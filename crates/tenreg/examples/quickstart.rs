//! End-to-end usage of the meta crate.
//!
//! Run with:
//! ```bash
//! TENREG_LOG_FORMAT=compact RUST_LOG=tenreg_fit=debug cargo run --example quickstart
//! ```

use tenreg::prelude::*;

fn main() -> anyhow::Result<()> {
    init_tracing(TracingConfig::default())?;

    // 11 samples of shape (5, 7) mapped to 3 outputs
    let x = DenseND::<f64>::from_fn(&[11, 5, 7], |idx| {
        let (n, i, j) = (idx[0] as f64, idx[1] as f64, idx[2] as f64);
        ((n + 1.0) * 0.37 + i * 1.3 - j * 0.71).sin()
    });
    let y = DenseND::<f64>::from_fn(&[11, 3], |idx| {
        let n = idx[0];
        (0..5).map(|i| x[&[n, i, (i + idx[1]) % 7]]).sum()
    });

    let config = FitConfig::new(5).with_lambda(1.0).with_seed(0);
    let result = fit(&x, &y, &config)?;

    println!("Status: {:?}", result.status);
    println!("Sweeps: {}", result.iters);
    println!("Error:  {:.6e}", result.error);
    println!("W shape: {:?}", result.weights.shape());
    if let Some(warning) = result.warning() {
        println!("Warning: {}", warning);
    }

    Ok(())
}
——————
• What to produce: Nothing should be dropped. Retype each line above as it is.

• Response:
filename crates/tenreg/examples/quickstart.rs
//! End-to-end usage of the meta crate.
//!
//! Run with:
//! ```bash
//! TENREG_LOG_FORMAT=compact RUST_LOG=tenreg_fit=debug cargo run --example quickstart
//! ```

use tenreg::prelude::*;

fn main() -> anyhow::Result<()> {
    init_tracing(TracingConfig::default())?;

    // 11 samples of shape (5, 7) mapped to 3 outputs
    let x = DenseND::<f64>::from_fn(&[11, 5, 7], |idx| {
        let (n, i, j) = (idx[0] as f64, idx[1] as f64, idx[2] as f64);
        ((n + 1.0) * 0.37 + i * 1.3 - j * 0.71).sin()
    });
    let y = DenseND::<f64>::from_fn(&[11, 3], |idx| {
        let n = idx[0];
        (0..5).map(|i| x[&[n, i, (i + idx[1]) % 7]]).sum()
    });

    let config = FitConfig::new(5).with_lambda(1.0).with_seed(0);
    let result = fit(&x, &y, &config)?;

    println!("Status: {:?}", result.status);
    println!("Sweeps: {}", result.iters);
    println!("Error:  {:.6e}", result.error);
    println!("W shape: {:?}", result.weights.shape());
    if let Some(warning) = result.warning() {
        println!("Warning: {}", warning);
    }

    Ok(())
}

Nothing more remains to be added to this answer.